Before there was the Mountain there was a dream of a hot air balloon that would float across the whole country sharing a simple message: God is Love. Leonard returned to Vermont with a burning conviction that would not fade. One day, a hot air balloon floated over Burlington and Leonard noticed how all the town’s kids were asking, “What does that balloon say?” And Leonard looked up too and said, “God Almighty, I want a hot air balloon.”
Leonard Knight, Salvation Mountain, 2002.
He then set to work sewing a hot air balloon and didn’t stop for fifteen years. He collected scraps from the dumpsters of balloon manufacturers and patched together a balloon that stretched 230 feet high with “God is Love” written in ten-foot tall letters.
At some point during that time he had landed himself in Nebraska where the weather proved too harsh and windy for his balloon to take flight. Leonard packed his truck—painted with Bible verses and colorful depictions of birds, flowers, and polka dots—with his balloon, and a homemade inflating furnace that he called “the apparatus” and drove halfway across the country until his truck broke down in a relatively off-grid place in the California Desert.
Leonard arrived at Slab City intent on making one last attempt at launching his balloon. The snowbirds—nomads that would travel down to the Slabs during the winter months—helped him finish the balloon and prepare it for flight.
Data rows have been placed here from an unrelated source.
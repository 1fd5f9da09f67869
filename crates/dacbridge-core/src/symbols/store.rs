//! # Symbol Store Orchestrator
//!
//! Remote and local symbol acquisition through the hosted helpers.
//!
//! The store is off until one of three things turns it on:
//!
//! - [`BridgeContext::enable_symbol_store`] with explicit settings
//! - a frontend seed that reports it as already enabled
//! - the one-shot local fallback, which forwards the host's own symbol path
//!   (desktop family only)
//!
//! Nothing in here is fatal to the session: failures are logged and the
//! caller carries on without downloaded symbols.

use std::cell::Cell;
use std::path::Path;
use std::rc::Rc;

use tracing::{debug, error, info};

use crate::context::BridgeContext;
use crate::error::{BridgeError, Result};
use crate::host::DebugHost;
use crate::hosting::helpers::{NativeModuleImage, ReadMemory, SymbolStoreOptions};
use crate::symbols::paths::Artifact;
use crate::types::Address;

/// Symbol store flags
#[derive(Debug, Default)]
pub struct StoreState
{
    enabled: Cell<bool>,
    local_fallback_done: Cell<bool>,
}

impl StoreState
{
    /// `true` while the store is initialized.
    pub fn is_enabled(&self) -> bool
    {
        self.enabled.get()
    }

    pub(crate) fn set_enabled(&self, enabled: bool)
    {
        self.enabled.set(enabled);
    }
}

/// Read target memory on behalf of a helper.
///
/// Failures are reported as zero bytes read, never as errors.
pub fn read_memory_for_symbols(host: &dyn DebugHost, address: Address, buffer: &mut [u8]) -> usize
{
    let len = buffer.len();
    match host.read_virtual(address, buffer) {
        Ok(read) => read.min(len),
        Err(err) => {
            debug!("Symbol read of {len} bytes at {address} failed: {err}");
            0
        }
    }
}

impl BridgeContext
{
    /// Initialize the symbol store with explicit settings.
    ///
    /// Starts hosting first when needed.
    ///
    /// ## Errors
    ///
    /// - Any hosting error
    /// - `Failed`: the helper rejected the settings
    pub fn enable_symbol_store(&self, options: &SymbolStoreOptions) -> Result<()>
    {
        self.initialize_hosting()?;
        let helpers = self.helpers()?;

        if !(helpers.initialize_symbol_store)(options) {
            error!("Error initializing symbol server support");
            return Err(BridgeError::Failed("symbol server initialization rejected".to_string()));
        }

        self.store.set_enabled(true);
        info!("Symbol store enabled");
        Ok(())
    }

    /// Turn the store off; no-op when it is not enabled.
    pub fn disable_symbol_store(&self)
    {
        if !self.store.enabled.replace(false) {
            return;
        }
        match self.helpers() {
            Ok(helpers) => (helpers.disable_symbol_store)(),
            Err(err) => debug!("Symbol store disabled without helpers: {err}"),
        }
    }

    /// Lines describing the store configuration; empty when not enabled.
    pub fn display_symbol_store(&self) -> Vec<String>
    {
        let mut lines = Vec::new();
        if !self.store.is_enabled() {
            return lines;
        }
        if let Ok(helpers) = self.helpers() {
            (helpers.display_symbol_store)(&mut |line| lines.push(line.to_string()));
        }
        lines
    }

    /// `true` while the store is initialized.
    pub fn is_symbol_store_enabled(&self) -> bool
    {
        self.store.is_enabled()
    }

    /// Forward the host's symbol path to the store, once per process.
    ///
    /// Only the desktop family does this, only when the store is not already
    /// enabled, and only when the host's symbol path is non-empty.
    pub fn initialize_local_symbol_store(&self)
    {
        if !self.config.platform.is_desktop() || self.store.is_enabled() {
            return;
        }
        if self.store.local_fallback_done.replace(true) {
            return;
        }

        let symbol_path = match self.host.symbol_path() {
            Ok(path) => path,
            Err(err) => {
                debug!("No host symbol path: {err}");
                return;
            }
        };
        if symbol_path.is_empty() {
            return;
        }

        let Ok(helpers) = self.helpers() else {
            return;
        };
        if (helpers.initialize_symbol_store)(&SymbolStoreOptions::from_symbol_path(symbol_path)) {
            self.store.set_enabled(true);
        } else {
            error!("Host symbol path parsing failed");
        }
    }

    /// Offer the target's runtime module to the helper's download routine.
    ///
    /// Does nothing unless the store is enabled. Resolved data access and
    /// debugging interface files latch the matching artifact path when it is
    /// still unset; any other file is handed to the host.
    ///
    /// ## Errors
    ///
    /// - `ServiceUnavailable`: hosting is not ready
    /// - `NotFound`: the runtime module is not loaded
    /// - `Io`: the scratch directory could not be created
    pub fn load_runtime_symbols(&self) -> Result<()>
    {
        if !self.store.is_enabled() {
            return Ok(());
        }
        let helpers = self.helpers()?;

        let name = self.config.platform.runtime_module_name();
        let module = self.host.module_by_name(&name)?;
        let temp_directory = self.scratch.path()?;

        let image = NativeModuleImage {
            temp_directory: &temp_directory,
            module_path: &module.image_path,
            address: module.base,
            size: module.size,
            read_memory: self.symbol_memory_reader(),
        };
        debug!("Downloading symbols for {}", module.image_path.display());
        (helpers.load_native_symbols)(&image, &mut |module_file, symbol_file| {
            self.on_symbol_file(module_file, symbol_file);
        });
        Ok(())
    }

    /// Download callback: a helper resolved `symbol_file` for `module_file`.
    pub fn on_symbol_file(&self, module_file: &str, symbol_file: &Path)
    {
        let platform = self.config.platform;
        if module_file == platform.runtime_library_name() {
            return;
        }

        for artifact in [Artifact::Dac, Artifact::Dbi] {
            if module_file == artifact.file_name(platform) {
                if self.paths.latch(artifact, symbol_file) {
                    debug!("Downloaded {}: {}", artifact.stem(), symbol_file.display());
                }
                return;
            }
        }

        if let Err(err) = self.host.add_module_symbol(symbol_file) {
            debug!("Host did not take {}: {err}", symbol_file.display());
        }
    }

    /// Safe-read callback over the host, for the helpers.
    pub fn symbol_memory_reader(&self) -> ReadMemory
    {
        let host = Rc::clone(&self.host);
        Rc::new(move |address, buffer| read_memory_for_symbols(host.as_ref(), address, buffer))
    }
}
//! # Trust List
//!
//! Builds the list of library files the secondary runtime may load as
//! pre-verified code.
//!
//! Each directory is walked twice: first for optimized (`.ni.dll`) images,
//! then for plain `.dll` files. A base name is only ever added once across
//! all directories, so an optimized image shadows its plain twin and the
//! first directory shadows the later ones.

use std::collections::HashSet;
use std::fs;
use std::path::{Path, PathBuf};

use tracing::{debug, trace};

const OPTIMIZED_SUFFIX: &str = ".ni.dll";
const PLAIN_SUFFIX: &str = ".dll";

/// De-duplicated, ordered trust list
#[derive(Debug, Clone, Default)]
pub struct TrustedAssemblies
{
    seen: HashSet<String>,
    entries: Vec<PathBuf>,
}

impl TrustedAssemblies
{
    /// Empty list that will never contain the given base names.
    pub fn new<'a>(excluded: impl IntoIterator<Item = &'a str>) -> Self
    {
        Self {
            seen: excluded.into_iter().map(str::to_ascii_lowercase).collect(),
            entries: Vec::new(),
        }
    }

    /// Add the libraries of `directory`.
    ///
    /// A missing or unreadable directory adds nothing.
    pub fn add_directory(&mut self, directory: &Path)
    {
        let mut files: Vec<String> = match fs::read_dir(directory) {
            Ok(entries) => entries
                .filter_map(std::result::Result::ok)
                .filter(|entry| entry.file_type().is_ok_and(|kind| !kind.is_dir()))
                .filter_map(|entry| entry.file_name().into_string().ok())
                .collect(),
            Err(err) => {
                debug!("Skipping trust-list directory {}: {err}", directory.display());
                return;
            }
        };
        files.sort();

        let before = self.entries.len();
        for suffix in [OPTIMIZED_SUFFIX, PLAIN_SUFFIX] {
            for file in &files {
                let Some(base) = strip_suffix_ignore_case(file, suffix) else {
                    continue;
                };
                if suffix == PLAIN_SUFFIX && strip_suffix_ignore_case(file, OPTIMIZED_SUFFIX).is_some() {
                    continue;
                }
                if self.seen.insert(base.to_ascii_lowercase()) {
                    trace!("Trusting {file}");
                    self.entries.push(directory.join(file));
                }
            }
        }
        debug!(
            "Trusted {} libraries from {}",
            self.entries.len() - before,
            directory.display()
        );
    }

    /// Trusted files in insertion order.
    pub fn entries(&self) -> &[PathBuf]
    {
        &self.entries
    }

    /// `true` when nothing has been trusted.
    pub fn is_empty(&self) -> bool
    {
        self.entries.is_empty()
    }

    /// The list as one string, entries separated by `separator`.
    pub fn join(&self, separator: char) -> String
    {
        let mut joined = String::new();
        for entry in &self.entries {
            if !joined.is_empty() {
                joined.push(separator);
            }
            joined.push_str(&entry.to_string_lossy());
        }
        joined
    }
}

fn strip_suffix_ignore_case<'a>(name: &'a str, suffix: &str) -> Option<&'a str>
{
    let split = name.len().checked_sub(suffix.len())?;
    if !name.is_char_boundary(split) {
        return None;
    }
    let (base, tail) = name.split_at(split);
    (!base.is_empty() && tail.eq_ignore_ascii_case(suffix)).then_some(base)
}

#[cfg(test)]
mod tests
{
    use super::*;

    fn directory_with(files: &[&str]) -> tempfile::TempDir
    {
        let dir = tempfile::tempdir().unwrap();
        for file in files {
            fs::write(dir.path().join(file), b"").unwrap();
        }
        dir
    }

    fn names(list: &TrustedAssemblies) -> Vec<String>
    {
        list.entries()
            .iter()
            .map(|path| path.file_name().unwrap().to_string_lossy().into_owned())
            .collect()
    }

    #[test]
    fn test_optimized_image_shadows_plain()
    {
        let dir = directory_with(&["System.Runtime.dll", "System.Runtime.ni.dll", "System.Linq.dll"]);
        let mut list = TrustedAssemblies::default();
        list.add_directory(dir.path());
        assert_eq!(names(&list), vec!["System.Runtime.ni.dll", "System.Linq.dll"]);
    }

    #[test]
    fn test_lone_optimized_image_listed_once()
    {
        let dir = directory_with(&["Foo.ni.dll"]);
        let mut list = TrustedAssemblies::default();
        list.add_directory(dir.path());
        assert_eq!(names(&list), vec!["Foo.ni.dll"]);
    }

    #[test]
    fn test_base_name_deduplicated_across_directories()
    {
        let first = directory_with(&["Foo.dll"]);
        let second = directory_with(&["Foo.ni.dll", "Bar.dll"]);
        let mut list = TrustedAssemblies::default();
        list.add_directory(first.path());
        list.add_directory(second.path());
        assert_eq!(
            list.entries(),
            [first.path().join("Foo.dll"), second.path().join("Bar.dll")]
        );
    }

    #[test]
    fn test_excluded_and_non_library_files()
    {
        let dir = directory_with(&["SOS.NETCore.dll", "readme.txt", "libcoreclr.so", "Helper.dll"]);
        let mut list = TrustedAssemblies::new(["SOS.NETCore"]);
        list.add_directory(dir.path());
        assert_eq!(names(&list), vec!["Helper.dll"]);
    }

    #[test]
    fn test_join_with_separator()
    {
        let dir = directory_with(&["A.dll", "B.dll"]);
        let mut list = TrustedAssemblies::default();
        list.add_directory(dir.path());
        let joined = list.join(':');
        assert_eq!(joined.matches(':').count(), 1);
        assert!(joined.ends_with("B.dll"));
        assert_eq!(TrustedAssemblies::default().join(';'), "");
    }

    #[test]
    fn test_missing_directory_adds_nothing()
    {
        let dir = tempfile::tempdir().unwrap();
        let mut list = TrustedAssemblies::default();
        list.add_directory(&dir.path().join("missing"));
        assert!(list.is_empty());
    }
}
They unrolled the layers and layers of patchy synthetic nylon only to discover, to Leonard’s horror, that the balloon had begun to rot.
Nearly fifteen years of quiet and diligent stitching laid at his feet in a state of slow decay and Leonard, at first, felt defeated. He decided he’d stay just one week to build a small monument before leaving to discover what God would call him to next. With just half a bag of cement, Leonard began constructing his monument on the face of a mesa he spotted right at the entrance of the Slabs.
One week turned to one month turned to one year, and Leonard just kept on building. He packed junk and trash onto the side of the mesa and mixed cement with sand to pour over it all, and slowly but surely he built a mountain. On the side of his mountain he wrote “God is Love” in big red letters on a white background, perhaps as homage to his balloon.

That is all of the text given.